| Ref.No: | 61212800 |
| Start date: | 01.01.2023 |
| End date: | 31.12.2025 |
| Approval date: | 16.12.2022 |
| Department: | CIVIL ENGINEERING |
| Sector: | WATER RESOURCES AND ENVIRONMENTAL ENGINEERING |
| Financier: | PRASINO TAMEIO |
| Budget: | 200.000,00 € |
| Public key: | Ψ85246ΨΖΣ4-ΡΘ2 |
| Scientific Responsible: | Prof.
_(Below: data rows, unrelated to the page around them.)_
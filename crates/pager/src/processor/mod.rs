/*
 *  Copyright 2025-2026 Colliery Software
 *
 *  Licensed under the Apache License, Version 2.0 (the "License");
 *  you may not use this file except in compliance with the License.
 *  You may obtain a copy of the License at
 *
 *      http://www.apache.org/licenses/LICENSE-2.0
 *
 *  Unless required by applicable law or agreed to in writing, software
 *  distributed under the License is distributed on an "AS IS" BASIS,
 *  WITHOUT WARRANTIES OR CONDITIONS OF ANY KIND, either express or implied.
 *  See the License for the specific language governing permissions and
 *  limitations under the License.
 */

//! Event processors for the two built-in channels.
//!
//! - [`TaskProcessor`]: the task state machine around a [`TaskHandler`]
//! - [`FanoutProcessor`]: push delivery of a notification to every subscription

pub mod fanout;
pub mod task;

pub use fanout::FanoutProcessor;
pub use task::{LoggingTaskHandler, TaskHandler, TaskProcessor};

use tracing::{debug, warn};

use crate::config::ClaimMode;
use crate::error::StoreError;

/// Outcome of moving a row from `pending` to `processing`.
#[derive(Debug, Clone, Copy, PartialEq, Eq)]
pub(crate) enum Pickup {
    Acquired,
    /// Another instance claimed the row first.
    Lost,
    Missing,
}

/// Writes `processing` according to the claim mode.
///
/// Broadcast mode writes unconditionally, so a missing row is the only way
/// to lose; exclusive mode claims with a conditional write and cannot tell a
/// missing row from one already claimed.
pub(crate) async fn pick_up<Fut>(
    mode: ClaimMode,
    kind: &'static str,
    id: &str,
    mark: impl FnOnce(ClaimMode) -> Fut,
) -> Result<Pickup, StoreError>
where
    Fut: std::future::Future<Output = Result<bool, StoreError>>,
{
    let pickup = match (mode, mark(mode).await?) {
        (_, true) => Pickup::Acquired,
        (ClaimMode::Broadcast, false) => Pickup::Missing,
        (ClaimMode::Exclusive, false) => Pickup::Lost,
    };
    match pickup {
        Pickup::Acquired => {}
        Pickup::Lost => debug!(kind, id, "Row already claimed, skipping"),
        Pickup::Missing => warn!(kind, id, "Row not found, skipping"),
    }
    Ok(pickup)
}
/*
 *  Copyright 2025-2026 Colliery Software
 *
 *  Licensed under the Apache License, Version 2.0 (the "License");
 *  you may not use this file except in compliance with the License.
 *  You may obtain a copy of the License at
 *
 *      http://www.apache.org/licenses/LICENSE-2.0
 *
 *  Unless required by applicable law or agreed to in writing, software
 *  distributed under the License is distributed on an "AS IS" BASIS,
 *  WITHOUT WARRANTIES OR CONDITIONS OF ANY KIND, either express or implied.
 *  See the License for the specific language governing permissions and
 *  limitations under the License.
 */

//! Liveness, metrics and client bootstrap endpoints.

use axum::extract::State;
use axum::http::{header, StatusCode};
use axum::response::IntoResponse;
use tracing::warn;

use crate::error::ApiError;
use crate::AppState;

/// `GET /health`: 200 when the store answers a ping, 503 otherwise.
pub async fn health(State(state): State<AppState>) -> (StatusCode, &'static str) {
    match state.store().ping().await {
        Ok(()) => (StatusCode::OK, "OK"),
        Err(e) => {
            warn!(error = %e, "Health check failed");
            (StatusCode::SERVICE_UNAVAILABLE, "database unavailable")
        }
    }
}

/// `GET /metrics` in the Prometheus text format.
pub async fn metrics(State(state): State<AppState>) -> Result<impl IntoResponse, ApiError> {
    let handle = state.metrics().ok_or(ApiError::NotConfigured("metrics"))?;
    Ok((
        [(header::CONTENT_TYPE, "text/plain; version=0.0.4; charset=utf-8")],
        handle.render(),
    ))
}

/// `GET /vapid-public-key`, the application server key browsers need to subscribe.
pub async fn vapid_public_key(State(state): State<AppState>) -> Result<String, ApiError> {
    state
        .vapid_public_key()
        .map(str::to_string)
        .ok_or(ApiError::NotConfigured("VAPID public key"))
}
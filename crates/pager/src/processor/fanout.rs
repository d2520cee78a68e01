/*
 *  Copyright 2025-2026 Colliery Software
 *
 *  Licensed under the Apache License, Version 2.0 (the "License");
 *  you may not use this file except in compliance with the License.
 *  You may obtain a copy of the License at
 *
 *      http://www.apache.org/licenses/LICENSE-2.0
 *
 *  Unless required by applicable law or agreed to in writing, software
 *  distributed under the License is distributed on an "AS IS" BASIS,
 *  WITHOUT WARRANTIES OR CONDITIONS OF ANY KIND, either express or implied.
 *  See the License for the specific language governing permissions and
 *  limitations under the License.
 */

//! Fan-out delivery processor.
//!
//! For each notification event: decode the row snapshot, move the
//! notification to `processing`, read the current subscription set and
//! deliver the raw event payload to each subscription in turn. Deliveries are
//! sequential and each one is bounded by the configured timeout.
//!
//! Terminal status is binary. Under [`FanoutPolicy::FailFast`] the first hard
//! delivery error writes `failed` and skips the remaining subscriptions; under
//! [`FanoutPolicy::ContinueAndAggregate`] every subscription is attempted and
//! any hard error writes `failed`. Non-2xx responses are soft and do not
//! affect the outcome.

use async_trait::async_trait;
use std::sync::Arc;
use std::time::Duration;
use tracing::{debug, info, warn};

use super::{pick_up, Pickup};
use crate::config::{ClaimMode, DispatchConfig, FanoutPolicy};
use crate::dal::Store;
use crate::dispatcher::Processor;
use crate::error::{ProcessError, TransportError};
use crate::models::{ChannelEvent, Notification, Status, Subscription};
use crate::push::{PushResponse, PushTransport};

/// [`Processor`] for the notification channel.
pub struct FanoutProcessor {
    store: Arc<dyn Store>,
    transport: Arc<dyn PushTransport>,
    policy: FanoutPolicy,
    claim_mode: ClaimMode,
    delivery_timeout: Duration,
}

impl FanoutProcessor {
    pub fn new(
        store: Arc<dyn Store>,
        transport: Arc<dyn PushTransport>,
        config: &DispatchConfig,
    ) -> Self {
        Self {
            store,
            transport,
            policy: config.fanout_policy(),
            claim_mode: config.claim_mode(),
            delivery_timeout: config.delivery_timeout(),
        }
    }

    async fn deliver(
        &self,
        payload: &[u8],
        subscription: &Subscription,
    ) -> Result<PushResponse, TransportError> {
        metrics::counter!("pager_deliveries_attempted_total").increment(1);
        let result = match tokio::time::timeout(
            self.delivery_timeout,
            self.transport.send(payload, subscription),
        )
        .await
        {
            Ok(result) => result,
            Err(_) => Err(TransportError::Timeout {
                endpoint: subscription.endpoint.clone(),
                timeout: self.delivery_timeout,
            }),
        };
        if result.is_err() {
            metrics::counter!("pager_deliveries_failed_total").increment(1);
        }
        result
    }

    async fn finish(&self, id: i64, status: Status) -> Result<(), ProcessError> {
        if !self.store.set_notification_status(id, status).await? {
            warn!(notification_id = id, %status, "Notification disappeared before its final status write");
        }
        Ok(())
    }
}

#[async_trait]
impl Processor for FanoutProcessor {
    fn name(&self) -> &'static str {
        "fanout"
    }

    async fn process(&self, event: &ChannelEvent) -> Result<(), ProcessError> {
        let notification: Notification = event.decode("notification")?;
        let id = notification.id;
        debug!(notification_id = id, "Notification event received");

        let store = &self.store;
        let key = id.to_string();
        let pickup = pick_up(self.claim_mode, "notification", &key, |mode| async move {
            match mode {
                ClaimMode::Broadcast => store.set_notification_status(id, Status::Processing).await,
                ClaimMode::Exclusive => store.claim_notification(id).await,
            }
        })
        .await?;
        if pickup != Pickup::Acquired {
            return Ok(());
        }

        let subscriptions = self.store.list_subscriptions().await?;
        let payload = event.as_bytes();
        let mut failures = Vec::new();

        for subscription in &subscriptions {
            match self.deliver(payload, subscription).await {
                Ok(response) if response.is_success() => {
                    debug!(
                        notification_id = id,
                        endpoint = %subscription.endpoint,
                        status = response.status,
                        body = %response.body,
                        "Notification delivered"
                    );
                }
                Ok(response) => {
                    warn!(
                        notification_id = id,
                        endpoint = %subscription.endpoint,
                        status = response.status,
                        body = %response.body,
                        "Push service rejected notification"
                    );
                }
                Err(e) => match self.policy {
                    FanoutPolicy::FailFast => {
                        self.finish(id, Status::Failed).await?;
                        return Err(e.into());
                    }
                    FanoutPolicy::ContinueAndAggregate => {
                        warn!(notification_id = id, error = %e, "Delivery failed, continuing");
                        failures.push(e);
                    }
                },
            }
        }

        if !failures.is_empty() {
            self.finish(id, Status::Failed).await?;
            return Err(ProcessError::Deliveries {
                notification_id: id,
                attempted: subscriptions.len(),
                failures,
            });
        }

        self.finish(id, Status::Completed).await?;
        info!(
            notification_id = id,
            deliveries = subscriptions.len(),
            "Notification completed"
        );
        Ok(())
    }
}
TSOUKALA |
| Email: | tsoukala@mail.ntua.gr |
| Description: | WITH CLIMATE CHANGE UNFOLDING AND SEA LEVELS RISING, FLOODS ARE REGARDED AS ONE OF THE MOST DANGEROUS NATURAL DISASTERS. THE COMBINED FORCES OF HEAVY RAINFALL, OCEAN WATER LEVEL ELEVATION DUE TO STORM SURGES AND WAVE ACTION, ALBEIT THE LOW CONCURRENCE PROBABILITY, CAN LEAD TO CATASTROPHIC COMPOUND COASTAL FLOOD EVENTS WITH SEVERE IMPACTS ON COASTAL COMMUNITIES. HENCE, EMERGENCY MANAGEMENT AGENCIES AND STRATEGY PLANNERS ARE IN URGENT NEED OF A DECISION-SUPPORT TOOL THAT CAN ACCURATELY PREDICT INUNDATION FROM SUCH COMPOUND EVENTS. THE ULTIMATE GOAL OF EWS_COCOFLOOD IS TO DEVELOP A RELIABLE EARLY WARNING SYSTEM FOR COMPOUND COASTAL FLOOD EVENTS AND CONSEQUENTLY IMPROVE SOCIETAL PREPAREDNESS FOR COASTAL FLOOD RISKS. THE SYSTEM WILL RELY UPON A CHAIN OF NUMERICAL MODELS AND BIG DATA FROM OPEN DATABASES. IN ORDER TO OVERCOME THE COMPUTATIONALLY DEMANDING SIMULATIONS FOR A REAL COASTAL AREA AN ARTIFICIAL NEURAL NETWORK (ANN) WILL BE DEVELOPED AND TRAINED WITH THE SIMULATION RESULTS FOR A PLETHORA OF WISELY CHOSEN DISTINCT EVENTS. THE ANN WILL SERVE AS AN EARLY WARNING SYSTEM, BASED ON FORECASTS OF OPEN SEA STATE AND PRECIPITATION DATABASES, DRASTICALLY IMPROVING THE SOCIETAL PREPAREDNESS AGAINST SUCH EVENTS IN THE SHORT TERM. THE PROPOSED INTEGRATED SYSTEM WILL BE APPLIED IN THE FLOOD-PRONE COASTAL AREA OF ALFIOS RIVER ESTUARY IN THE COASTAL ZONE OF MUNICIPALITY OF PYRGOS, GREECE. |